──────── RECORDS FOR THE EXERCISE ────────

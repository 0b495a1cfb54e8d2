// SPDX-FileCopyrightText: 2026 Chatsight Contributors
// SPDX-License-Identifier: MIT OR Apache-2.0

//! Configuration system for the Chatsight conversation-analysis service.
//!
//! Provides TOML configuration parsing with strict validation
//! (`deny_unknown_fields`), XDG file hierarchy lookup, environment variable
//! overrides, and miette diagnostic rendering with typo suggestions.
//!
//! # Usage
//!
//! ```no_run
//! use chatsight_config::load_and_validate;
//!
//! let config = load_and_validate().expect("config errors");
//! println!("inference host: {}", config.inference.host);
//! ```

pub mod diagnostic;
pub mod loader;
pub mod model;
pub mod validation;

pub use diagnostic::{render_errors, ConfigError};
pub use loader::{load_config, load_config_from_path, load_config_from_str};
pub use model::ChatsightConfig;

/// Load configuration from the XDG hierarchy and validate it.
///
/// The high-level entry point:
/// 1. Loads config from TOML files + env vars via Figment
/// 2. On success: runs post-deserialization validation
/// 3. On Figment error: converts to miette diagnostics with typo suggestions
pub fn load_and_validate() -> Result<ChatsightConfig, Vec<ConfigError>> {
    match loader::load_config() {
        Ok(config) => {
            validation::validate_config(&config)?;
            Ok(config)
        }
        Err(err) => Err(diagnostic::figment_to_config_errors(err)),
    }
}

/// Load configuration from a TOML string and validate it.
///
/// Useful for testing and explicit configuration.
pub fn load_and_validate_str(toml_content: &str) -> Result<ChatsightConfig, Vec<ConfigError>> {
    match loader::load_config_from_str(toml_content) {
        Ok(config) => {
            validation::validate_config(&config)?;
            Ok(config)
        }
        Err(err) => Err(diagnostic::figment_to_config_errors(err)),
    }
}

────────

WHAT TO WORK ON
From the line containing "and explicit configuration." to the final line of the data, repeat each line exactly. Include both ends.

OUTPUT OF THE TASK
/// Useful for testing and explicit configuration.
pub fn load_and_validate_str(toml_content: &str) -> Result<ChatsightConfig, Vec<ConfigError>> {
    match loader::load_config_from_str(toml_content) {
        Ok(config) => {
            validation::validate_config(&config)?;
            Ok(config)
        }
        Err(err) => Err(diagnostic::figment_to_config_errors(err)),
    }
}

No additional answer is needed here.